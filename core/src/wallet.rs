//! # Local DIDs
//!
//! [`create_local_did`] is the one-stop entry point: it takes a method, a key
//! type and optional caller inputs, and returns an immutable [`DidInfo`]
//! carrying the DID, its verkey and the secret material behind it.
//!
//! ## Pipeline
//!
//! 1. The seed (if any) is normalized and length-checked.
//! 2. The method must support the key type.
//! 3. An explicit DID is only accepted by methods that allow one.
//! 4. A random seed is substituted when none was given, and the keypair is
//!    derived.
//! 5. The DID is resolved from the public key.
//!
//! Every check runs before any key material exists, and randomness is only
//! drawn once the request is known to be valid. A failed call leaves nothing
//! behind.

use std::collections::BTreeMap;
use std::fmt;

use thiserror::Error;
use tracing::{debug, info};

use crate::did::{qualify, resolve_did, DidDocument, DidError, DidMethod};
use crate::key_type::KeyType;
use crate::keys::{
    create_keypair, supports_derivation, KeyError, OsRandom, PublicKey, RandomSource, SecretKey,
};
use crate::seed::{validate_seed, Seed, SeedError, SeedInput};
use crate::store::StoreError;

/// Free-form metadata attached to a DID record.
pub type Metadata = BTreeMap<String, serde_json::Value>;

// ---------------------------------------------------------------------------
// Errors
// ---------------------------------------------------------------------------

/// Any error the DID pipeline can produce.
#[derive(Debug, Error)]
pub enum WalletError {
    #[error(transparent)]
    Seed(#[from] SeedError),

    #[error(transparent)]
    Key(#[from] KeyError),

    #[error(transparent)]
    Did(#[from] DidError),

    #[error(transparent)]
    Store(#[from] StoreError),
}

// ---------------------------------------------------------------------------
// DidInfo
// ---------------------------------------------------------------------------

/// A created DID and everything needed to act as it.
///
/// Immutable once built. `sov` DIDs are kept in their bare form
/// (`V4SGRU86Z58d6TV7PBUe6f`); use [`DidInfo::qualified_did`] for the
/// `did:sov:` form.
#[derive(Clone)]
pub struct DidInfo {
    did: String,
    method: DidMethod,
    key_type: KeyType,
    verkey: String,
    public_key: PublicKey,
    secret: SecretKey,
    seed: Seed,
    metadata: Metadata,
}

impl DidInfo {
    pub fn did(&self) -> &str {
        &self.did
    }

    pub fn method(&self) -> DidMethod {
        self.method
    }

    pub fn key_type(&self) -> KeyType {
        self.key_type
    }

    /// Base58-encoded public key.
    pub fn verkey(&self) -> &str {
        &self.verkey
    }

    pub fn public_key(&self) -> &PublicKey {
        &self.public_key
    }

    /// 64-byte private key, `seed || public key`.
    pub fn secret(&self) -> &SecretKey {
        &self.secret
    }

    /// The seed the keypair was derived from, random or caller-supplied.
    pub fn seed(&self) -> &Seed {
        &self.seed
    }

    pub fn metadata(&self) -> &Metadata {
        &self.metadata
    }

    /// The DID in `did:<method>:<id>` form.
    pub fn qualified_did(&self) -> String {
        qualify(self.method, &self.did)
    }

    /// Build the DID document for this record.
    ///
    /// A qualified explicit DID must name this record's method.
    pub fn to_document(&self) -> Result<DidDocument, DidError> {
        let did = self.qualified_did();
        let prefix = format!("did:{}:", self.method.method_name());
        if !did.starts_with(&prefix) {
            return Err(DidError::MethodMismatch {
                did,
                method: self.method,
            });
        }
        DidDocument::build(&did, &self.public_key, self.key_type)
    }
}

impl fmt::Debug for DidInfo {
    fn fmt(&self, f: &mut fmt::Formatter<'_>) -> fmt::Result {
        f.debug_struct("DidInfo")
            .field("did", &self.did)
            .field("method", &self.method)
            .field("key_type", &self.key_type)
            .field("verkey", &self.verkey)
            .field("metadata", &self.metadata)
            .finish_non_exhaustive()
    }
}

// ---------------------------------------------------------------------------
// Creation
// ---------------------------------------------------------------------------

/// Create a DID for `method` backed by a fresh `key_type` keypair.
///
/// With a seed, the result is fully deterministic. Without one, a random
/// seed is drawn from the OS. `did` is only accepted for `sov`, where it is
/// used verbatim. `metadata` is copied into the record.
pub fn create_local_did(
    method: DidMethod,
    key_type: KeyType,
    seed: Option<&SeedInput>,
    did: Option<&str>,
    metadata: Option<&Metadata>,
) -> Result<DidInfo, WalletError> {
    create(method, key_type, seed, did, metadata, &OsRandom)
}

/// Derive the bare `sov`-style DID for a seed.
///
/// Empty input falls back to a random seed, like [`create_local_did`].
pub fn seed_to_did(seed: &SeedInput) -> Result<String, WalletError> {
    let seed = match seed.validate()? {
        Some(seed) => seed,
        None => Seed::random(),
    };
    let keypair = create_keypair(KeyType::Ed25519, Some(&seed))?;
    Ok(resolve_did(
        DidMethod::Sov,
        KeyType::Ed25519,
        keypair.public_key(),
        None,
    )?)
}

/// Builder over [`create_local_did`].
///
/// ```
/// use didseed::{DidMethod, KeyType, LocalDid};
///
/// let info = LocalDid::new(DidMethod::Sov, KeyType::Ed25519)
///     .seed("000000000000000000000000Trustee1")
///     .create()
///     .unwrap();
/// assert_eq!(info.did(), "V4SGRU86Z58d6TV7PBUe6f");
/// ```
pub struct LocalDid<'a> {
    method: DidMethod,
    key_type: KeyType,
    seed: Option<SeedInput>,
    did: Option<String>,
    metadata: Option<Metadata>,
    rng: &'a dyn RandomSource,
}

impl<'a> LocalDid<'a> {
    pub fn new(method: DidMethod, key_type: KeyType) -> Self {
        Self {
            method,
            key_type,
            seed: None,
            did: None,
            metadata: None,
            rng: &OsRandom,
        }
    }

    pub fn seed(mut self, seed: impl Into<SeedInput>) -> Self {
        self.seed = Some(seed.into());
        self
    }

    pub fn did(mut self, did: impl Into<String>) -> Self {
        self.did = Some(did.into());
        self
    }

    pub fn metadata(mut self, metadata: Metadata) -> Self {
        self.metadata = Some(metadata);
        self
    }

    /// Randomness used when no seed is set.
    pub fn random_source(mut self, rng: &'a dyn RandomSource) -> Self {
        self.rng = rng;
        self
    }

    pub fn create(&self) -> Result<DidInfo, WalletError> {
        create(
            self.method,
            self.key_type,
            self.seed.as_ref(),
            self.did.as_deref(),
            self.metadata.as_ref(),
            self.rng,
        )
    }
}

fn create(
    method: DidMethod,
    key_type: KeyType,
    seed: Option<&SeedInput>,
    did: Option<&str>,
    metadata: Option<&Metadata>,
    rng: &dyn RandomSource,
) -> Result<DidInfo, WalletError> {
    let seed = validate_seed(seed)?;
    method.check_key_type(key_type)?;
    method.check_explicit_did(did)?;
    if !supports_derivation(key_type) {
        return Err(KeyError::UnsupportedKeyType(key_type).into());
    }

    let seeded = seed.is_some();
    let seed = match seed {
        Some(seed) => seed,
        None => Seed::random_from(rng),
    };
    let (public_key, secret) = create_keypair(key_type, Some(&seed))?.into_parts();
    let verkey = public_key.to_base58();
    let did = resolve_did(method, key_type, &public_key, did)?;

    debug!(%method, %key_type, seeded, "derived keypair for local DID");
    info!(%did, %method, %verkey, "created local DID");

    Ok(DidInfo {
        did,
        method,
        key_type,
        verkey,
        public_key,
        secret,
        seed,
        metadata: metadata.cloned().unwrap_or_default(),
    })
}

// ---------------------------------------------------------------------------
// Tests
// ---------------------------------------------------------------------------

━━━━━━━━━━━━━━━━━━━━━━━━━━━━━━

### [REQUIRED ACTION]
Copy out, exactly as given, the line containing "let did = resolve_did(method, key_type, &public_key, did)?;" together with every line after it in the material.

### [TASK RESULT]
    let did = resolve_did(method, key_type, &public_key, did)?;

    debug!(%method, %key_type, seeded, "derived keypair for local DID");
    info!(%did, %method, %verkey, "created local DID");

    Ok(DidInfo {
        did,
        method,
        key_type,
        verkey,
        public_key,
        secret,
        seed,
        metadata: metadata.cloned().unwrap_or_default(),
    })
}

// ---------------------------------------------------------------------------
// Tests
// ---------------------------------------------------------------------------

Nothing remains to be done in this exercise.